— Aim of the task —
Scan the entries below. Return every line that includes "replace".

— Input data —

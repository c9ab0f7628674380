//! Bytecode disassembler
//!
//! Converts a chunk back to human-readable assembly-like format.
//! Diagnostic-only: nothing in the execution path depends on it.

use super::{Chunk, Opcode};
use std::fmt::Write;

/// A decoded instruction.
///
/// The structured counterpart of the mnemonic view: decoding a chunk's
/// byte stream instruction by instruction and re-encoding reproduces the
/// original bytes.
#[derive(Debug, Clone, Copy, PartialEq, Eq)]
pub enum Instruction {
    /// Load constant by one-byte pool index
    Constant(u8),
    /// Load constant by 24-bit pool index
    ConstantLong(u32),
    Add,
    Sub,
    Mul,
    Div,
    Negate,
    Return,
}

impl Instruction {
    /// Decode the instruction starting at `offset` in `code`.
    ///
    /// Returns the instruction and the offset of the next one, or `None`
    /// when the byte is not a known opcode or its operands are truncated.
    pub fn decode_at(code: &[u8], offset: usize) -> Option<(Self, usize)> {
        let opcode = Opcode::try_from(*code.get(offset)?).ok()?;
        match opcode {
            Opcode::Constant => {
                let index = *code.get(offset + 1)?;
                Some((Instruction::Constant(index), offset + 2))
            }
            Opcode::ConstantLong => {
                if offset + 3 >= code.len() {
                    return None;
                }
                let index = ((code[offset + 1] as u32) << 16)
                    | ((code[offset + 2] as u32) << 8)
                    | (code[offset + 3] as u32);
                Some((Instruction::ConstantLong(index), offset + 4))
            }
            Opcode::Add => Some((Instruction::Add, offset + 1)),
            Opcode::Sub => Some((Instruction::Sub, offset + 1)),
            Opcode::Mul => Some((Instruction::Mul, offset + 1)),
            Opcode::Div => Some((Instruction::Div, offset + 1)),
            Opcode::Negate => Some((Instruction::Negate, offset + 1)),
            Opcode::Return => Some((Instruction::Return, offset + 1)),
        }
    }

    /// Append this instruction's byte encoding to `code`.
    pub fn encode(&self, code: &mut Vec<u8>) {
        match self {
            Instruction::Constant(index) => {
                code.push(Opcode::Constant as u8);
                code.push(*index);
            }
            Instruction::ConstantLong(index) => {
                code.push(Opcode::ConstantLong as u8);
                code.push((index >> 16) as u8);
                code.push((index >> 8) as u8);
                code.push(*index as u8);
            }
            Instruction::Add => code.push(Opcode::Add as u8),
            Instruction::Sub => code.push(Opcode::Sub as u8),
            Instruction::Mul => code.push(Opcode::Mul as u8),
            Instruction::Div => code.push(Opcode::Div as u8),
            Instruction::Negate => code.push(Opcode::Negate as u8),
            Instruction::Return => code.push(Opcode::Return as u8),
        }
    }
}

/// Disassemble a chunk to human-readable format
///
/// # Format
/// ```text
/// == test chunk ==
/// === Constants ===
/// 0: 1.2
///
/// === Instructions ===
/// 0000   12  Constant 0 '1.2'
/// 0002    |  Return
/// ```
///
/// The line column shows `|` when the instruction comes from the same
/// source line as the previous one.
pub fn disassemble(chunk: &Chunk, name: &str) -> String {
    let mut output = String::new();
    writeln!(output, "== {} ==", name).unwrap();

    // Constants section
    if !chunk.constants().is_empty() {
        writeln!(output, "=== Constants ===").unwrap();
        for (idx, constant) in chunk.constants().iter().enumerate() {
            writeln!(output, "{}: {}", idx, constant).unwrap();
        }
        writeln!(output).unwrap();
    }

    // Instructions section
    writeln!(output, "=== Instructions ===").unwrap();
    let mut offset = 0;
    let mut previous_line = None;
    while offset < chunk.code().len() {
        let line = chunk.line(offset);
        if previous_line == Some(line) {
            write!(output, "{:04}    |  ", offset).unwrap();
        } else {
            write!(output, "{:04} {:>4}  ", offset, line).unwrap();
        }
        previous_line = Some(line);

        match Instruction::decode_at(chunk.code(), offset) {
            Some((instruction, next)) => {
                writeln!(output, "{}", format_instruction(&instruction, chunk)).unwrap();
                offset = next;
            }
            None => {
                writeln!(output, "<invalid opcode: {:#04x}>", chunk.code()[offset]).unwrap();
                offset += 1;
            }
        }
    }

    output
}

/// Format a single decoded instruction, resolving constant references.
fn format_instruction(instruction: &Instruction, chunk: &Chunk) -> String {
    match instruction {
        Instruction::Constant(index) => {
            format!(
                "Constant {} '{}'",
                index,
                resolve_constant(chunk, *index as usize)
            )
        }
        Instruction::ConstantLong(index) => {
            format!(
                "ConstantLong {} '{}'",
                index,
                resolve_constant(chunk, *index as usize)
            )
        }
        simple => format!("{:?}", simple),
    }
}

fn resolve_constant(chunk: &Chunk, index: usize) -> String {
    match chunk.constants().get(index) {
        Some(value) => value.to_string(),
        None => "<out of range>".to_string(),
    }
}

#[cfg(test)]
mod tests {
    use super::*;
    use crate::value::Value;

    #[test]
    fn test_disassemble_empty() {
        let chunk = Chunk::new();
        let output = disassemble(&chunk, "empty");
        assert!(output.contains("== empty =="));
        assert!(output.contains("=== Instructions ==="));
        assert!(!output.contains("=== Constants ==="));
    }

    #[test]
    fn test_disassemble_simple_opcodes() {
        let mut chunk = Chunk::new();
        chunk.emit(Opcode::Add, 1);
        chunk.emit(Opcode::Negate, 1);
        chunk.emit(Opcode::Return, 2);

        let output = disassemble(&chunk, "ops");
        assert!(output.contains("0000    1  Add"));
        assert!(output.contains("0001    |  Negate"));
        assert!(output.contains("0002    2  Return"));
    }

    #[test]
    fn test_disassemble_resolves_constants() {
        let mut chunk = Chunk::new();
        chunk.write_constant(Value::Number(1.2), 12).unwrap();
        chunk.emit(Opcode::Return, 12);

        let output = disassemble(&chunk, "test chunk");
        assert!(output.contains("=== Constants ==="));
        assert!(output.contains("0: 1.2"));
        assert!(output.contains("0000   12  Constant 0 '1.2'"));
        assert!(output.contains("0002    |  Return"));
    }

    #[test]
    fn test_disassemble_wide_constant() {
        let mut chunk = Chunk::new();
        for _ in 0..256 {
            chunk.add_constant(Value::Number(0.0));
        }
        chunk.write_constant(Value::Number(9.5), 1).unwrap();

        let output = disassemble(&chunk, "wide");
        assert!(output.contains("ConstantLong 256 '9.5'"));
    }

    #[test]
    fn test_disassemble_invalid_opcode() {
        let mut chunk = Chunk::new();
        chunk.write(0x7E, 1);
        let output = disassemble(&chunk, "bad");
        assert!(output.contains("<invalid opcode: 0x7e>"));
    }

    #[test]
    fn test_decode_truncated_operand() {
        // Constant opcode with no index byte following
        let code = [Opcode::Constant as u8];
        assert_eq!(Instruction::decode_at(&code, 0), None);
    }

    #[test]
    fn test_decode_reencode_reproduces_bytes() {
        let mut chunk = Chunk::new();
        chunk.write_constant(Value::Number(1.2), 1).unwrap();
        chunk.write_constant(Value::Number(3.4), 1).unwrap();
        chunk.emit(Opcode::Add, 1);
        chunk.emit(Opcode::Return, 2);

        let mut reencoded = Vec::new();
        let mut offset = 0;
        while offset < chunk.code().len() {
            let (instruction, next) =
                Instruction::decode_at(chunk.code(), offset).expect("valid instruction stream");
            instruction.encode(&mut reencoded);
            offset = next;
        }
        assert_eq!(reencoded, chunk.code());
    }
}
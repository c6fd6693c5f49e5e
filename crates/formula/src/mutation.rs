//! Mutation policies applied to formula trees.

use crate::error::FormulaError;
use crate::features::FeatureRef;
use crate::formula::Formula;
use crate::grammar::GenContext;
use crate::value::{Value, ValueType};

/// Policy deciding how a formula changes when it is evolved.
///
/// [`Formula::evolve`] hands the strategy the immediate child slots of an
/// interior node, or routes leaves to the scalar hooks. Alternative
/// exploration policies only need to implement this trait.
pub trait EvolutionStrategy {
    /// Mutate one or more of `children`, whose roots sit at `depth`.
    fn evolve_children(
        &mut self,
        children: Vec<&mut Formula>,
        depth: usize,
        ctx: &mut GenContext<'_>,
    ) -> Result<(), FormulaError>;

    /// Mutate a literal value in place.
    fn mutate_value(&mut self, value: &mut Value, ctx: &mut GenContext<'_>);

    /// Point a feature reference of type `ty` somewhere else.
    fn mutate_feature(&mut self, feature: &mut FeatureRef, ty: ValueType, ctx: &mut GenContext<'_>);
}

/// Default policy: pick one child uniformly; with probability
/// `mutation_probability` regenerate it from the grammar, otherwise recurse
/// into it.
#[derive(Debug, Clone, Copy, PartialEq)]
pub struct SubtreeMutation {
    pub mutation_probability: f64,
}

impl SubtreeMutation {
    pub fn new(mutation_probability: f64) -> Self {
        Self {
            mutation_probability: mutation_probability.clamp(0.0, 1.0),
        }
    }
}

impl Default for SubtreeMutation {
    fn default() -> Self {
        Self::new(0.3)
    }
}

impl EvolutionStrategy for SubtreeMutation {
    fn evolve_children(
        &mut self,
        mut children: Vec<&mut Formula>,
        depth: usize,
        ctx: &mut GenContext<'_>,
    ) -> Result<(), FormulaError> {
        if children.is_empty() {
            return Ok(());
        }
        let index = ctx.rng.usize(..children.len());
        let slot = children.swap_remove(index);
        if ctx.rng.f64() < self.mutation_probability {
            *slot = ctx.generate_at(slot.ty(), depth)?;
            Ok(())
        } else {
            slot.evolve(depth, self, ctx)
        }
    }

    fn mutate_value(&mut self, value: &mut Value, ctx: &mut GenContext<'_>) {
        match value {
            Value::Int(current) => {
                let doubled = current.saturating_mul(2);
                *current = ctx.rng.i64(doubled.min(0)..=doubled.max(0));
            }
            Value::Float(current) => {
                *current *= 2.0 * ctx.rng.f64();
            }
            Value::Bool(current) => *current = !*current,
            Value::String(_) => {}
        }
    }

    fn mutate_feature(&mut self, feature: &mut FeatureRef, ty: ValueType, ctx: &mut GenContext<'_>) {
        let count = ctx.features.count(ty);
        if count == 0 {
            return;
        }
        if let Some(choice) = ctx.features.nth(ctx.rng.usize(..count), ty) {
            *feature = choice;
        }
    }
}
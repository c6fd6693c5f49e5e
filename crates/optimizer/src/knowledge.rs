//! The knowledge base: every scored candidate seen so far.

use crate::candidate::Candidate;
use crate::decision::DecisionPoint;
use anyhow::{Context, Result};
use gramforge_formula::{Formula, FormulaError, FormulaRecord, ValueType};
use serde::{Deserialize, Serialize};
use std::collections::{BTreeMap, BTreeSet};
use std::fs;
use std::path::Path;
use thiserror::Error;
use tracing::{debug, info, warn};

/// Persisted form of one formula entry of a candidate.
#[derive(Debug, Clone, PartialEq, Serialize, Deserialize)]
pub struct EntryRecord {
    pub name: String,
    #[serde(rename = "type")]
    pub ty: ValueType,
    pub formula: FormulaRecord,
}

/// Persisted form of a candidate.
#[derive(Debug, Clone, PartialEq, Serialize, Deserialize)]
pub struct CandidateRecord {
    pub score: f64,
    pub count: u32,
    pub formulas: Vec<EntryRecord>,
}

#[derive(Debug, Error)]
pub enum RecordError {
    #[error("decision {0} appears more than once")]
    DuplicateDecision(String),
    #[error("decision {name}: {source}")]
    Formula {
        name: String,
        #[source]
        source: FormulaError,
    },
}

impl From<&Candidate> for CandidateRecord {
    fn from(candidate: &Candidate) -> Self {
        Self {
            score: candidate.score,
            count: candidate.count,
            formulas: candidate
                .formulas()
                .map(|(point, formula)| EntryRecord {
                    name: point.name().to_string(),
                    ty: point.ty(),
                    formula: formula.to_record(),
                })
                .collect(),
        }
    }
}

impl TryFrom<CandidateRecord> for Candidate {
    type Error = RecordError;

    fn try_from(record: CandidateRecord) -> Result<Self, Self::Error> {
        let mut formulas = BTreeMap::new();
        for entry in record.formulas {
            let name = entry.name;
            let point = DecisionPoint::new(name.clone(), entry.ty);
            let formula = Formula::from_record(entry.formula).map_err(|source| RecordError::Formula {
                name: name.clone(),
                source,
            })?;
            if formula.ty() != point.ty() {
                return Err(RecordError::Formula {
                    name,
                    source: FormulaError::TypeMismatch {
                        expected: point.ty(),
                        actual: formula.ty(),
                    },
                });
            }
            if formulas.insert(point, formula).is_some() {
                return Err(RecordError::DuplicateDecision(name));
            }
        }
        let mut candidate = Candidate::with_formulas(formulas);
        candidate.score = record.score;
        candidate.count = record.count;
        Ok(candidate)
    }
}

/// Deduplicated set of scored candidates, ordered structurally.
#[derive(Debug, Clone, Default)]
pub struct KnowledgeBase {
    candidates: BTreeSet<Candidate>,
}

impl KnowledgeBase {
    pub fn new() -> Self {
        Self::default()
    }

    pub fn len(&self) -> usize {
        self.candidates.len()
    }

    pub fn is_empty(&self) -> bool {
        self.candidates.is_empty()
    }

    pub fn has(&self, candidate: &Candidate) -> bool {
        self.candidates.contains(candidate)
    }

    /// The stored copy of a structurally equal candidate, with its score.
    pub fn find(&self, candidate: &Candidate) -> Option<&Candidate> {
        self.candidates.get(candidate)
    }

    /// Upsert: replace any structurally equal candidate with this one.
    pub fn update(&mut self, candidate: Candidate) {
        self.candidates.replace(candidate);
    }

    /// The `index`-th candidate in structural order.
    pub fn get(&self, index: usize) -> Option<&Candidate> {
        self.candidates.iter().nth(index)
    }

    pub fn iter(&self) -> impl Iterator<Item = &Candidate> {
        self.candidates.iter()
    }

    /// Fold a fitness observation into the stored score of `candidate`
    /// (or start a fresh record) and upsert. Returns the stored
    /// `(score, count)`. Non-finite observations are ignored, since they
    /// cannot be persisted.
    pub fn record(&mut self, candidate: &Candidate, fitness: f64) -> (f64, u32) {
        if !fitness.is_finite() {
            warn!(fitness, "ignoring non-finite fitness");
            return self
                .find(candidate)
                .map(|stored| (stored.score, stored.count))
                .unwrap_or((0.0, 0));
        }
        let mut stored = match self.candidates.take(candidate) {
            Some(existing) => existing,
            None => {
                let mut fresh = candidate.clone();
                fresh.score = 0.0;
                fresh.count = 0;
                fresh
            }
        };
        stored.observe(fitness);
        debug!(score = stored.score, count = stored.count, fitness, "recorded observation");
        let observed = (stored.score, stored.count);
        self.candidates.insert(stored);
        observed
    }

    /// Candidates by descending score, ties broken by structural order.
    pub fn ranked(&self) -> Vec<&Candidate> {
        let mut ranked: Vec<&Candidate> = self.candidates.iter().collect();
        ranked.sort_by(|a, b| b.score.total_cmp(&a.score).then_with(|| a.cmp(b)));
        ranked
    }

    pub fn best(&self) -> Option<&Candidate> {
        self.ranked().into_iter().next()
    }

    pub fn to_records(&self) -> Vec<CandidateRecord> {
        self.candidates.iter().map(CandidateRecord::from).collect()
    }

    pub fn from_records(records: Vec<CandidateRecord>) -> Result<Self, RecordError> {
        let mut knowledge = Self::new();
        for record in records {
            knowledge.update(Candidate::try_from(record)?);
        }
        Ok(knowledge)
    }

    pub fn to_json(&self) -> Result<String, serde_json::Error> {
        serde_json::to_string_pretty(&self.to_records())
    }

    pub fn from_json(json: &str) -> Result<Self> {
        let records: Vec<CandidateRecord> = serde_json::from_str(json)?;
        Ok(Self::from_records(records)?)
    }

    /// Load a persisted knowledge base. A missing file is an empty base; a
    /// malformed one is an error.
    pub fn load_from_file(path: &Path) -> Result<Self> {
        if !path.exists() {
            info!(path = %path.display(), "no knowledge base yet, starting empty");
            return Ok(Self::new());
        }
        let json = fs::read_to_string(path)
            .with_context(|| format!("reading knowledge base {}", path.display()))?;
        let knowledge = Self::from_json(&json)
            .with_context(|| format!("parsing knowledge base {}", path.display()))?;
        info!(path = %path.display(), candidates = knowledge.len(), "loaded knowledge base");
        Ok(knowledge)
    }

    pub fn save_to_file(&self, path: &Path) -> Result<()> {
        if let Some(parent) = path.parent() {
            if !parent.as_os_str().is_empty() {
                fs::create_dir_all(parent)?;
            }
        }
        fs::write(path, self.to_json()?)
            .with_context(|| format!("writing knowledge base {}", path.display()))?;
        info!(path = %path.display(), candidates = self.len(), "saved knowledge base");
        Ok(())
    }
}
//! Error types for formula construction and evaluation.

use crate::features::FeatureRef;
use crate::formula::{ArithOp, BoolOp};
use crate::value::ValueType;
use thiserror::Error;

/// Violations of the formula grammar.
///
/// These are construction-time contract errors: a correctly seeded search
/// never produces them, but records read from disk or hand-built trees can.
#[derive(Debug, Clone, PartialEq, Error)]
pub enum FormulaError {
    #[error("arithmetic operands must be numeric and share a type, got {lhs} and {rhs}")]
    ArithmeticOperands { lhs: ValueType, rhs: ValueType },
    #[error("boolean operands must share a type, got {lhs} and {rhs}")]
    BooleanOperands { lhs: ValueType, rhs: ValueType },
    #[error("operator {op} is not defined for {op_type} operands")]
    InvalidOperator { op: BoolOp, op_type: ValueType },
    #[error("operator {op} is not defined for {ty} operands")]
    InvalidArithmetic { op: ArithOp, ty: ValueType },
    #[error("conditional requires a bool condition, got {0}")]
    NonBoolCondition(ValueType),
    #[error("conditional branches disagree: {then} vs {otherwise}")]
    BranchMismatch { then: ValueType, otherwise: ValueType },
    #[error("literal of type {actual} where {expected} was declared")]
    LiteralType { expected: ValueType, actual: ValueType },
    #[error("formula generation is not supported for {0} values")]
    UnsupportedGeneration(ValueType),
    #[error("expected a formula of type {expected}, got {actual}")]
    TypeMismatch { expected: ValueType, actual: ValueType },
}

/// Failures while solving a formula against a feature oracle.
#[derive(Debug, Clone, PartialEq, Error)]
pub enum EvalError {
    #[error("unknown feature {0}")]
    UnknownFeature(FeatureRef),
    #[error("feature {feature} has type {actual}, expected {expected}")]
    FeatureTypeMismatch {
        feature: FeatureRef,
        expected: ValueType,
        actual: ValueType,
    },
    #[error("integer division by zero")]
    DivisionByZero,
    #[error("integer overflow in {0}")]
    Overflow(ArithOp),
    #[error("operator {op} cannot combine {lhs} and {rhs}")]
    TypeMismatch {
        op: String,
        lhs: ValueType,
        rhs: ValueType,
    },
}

— Problem solution —
    /// Upsert: replace any structurally equal candidate with this one.
        self.candidates.replace(candidate);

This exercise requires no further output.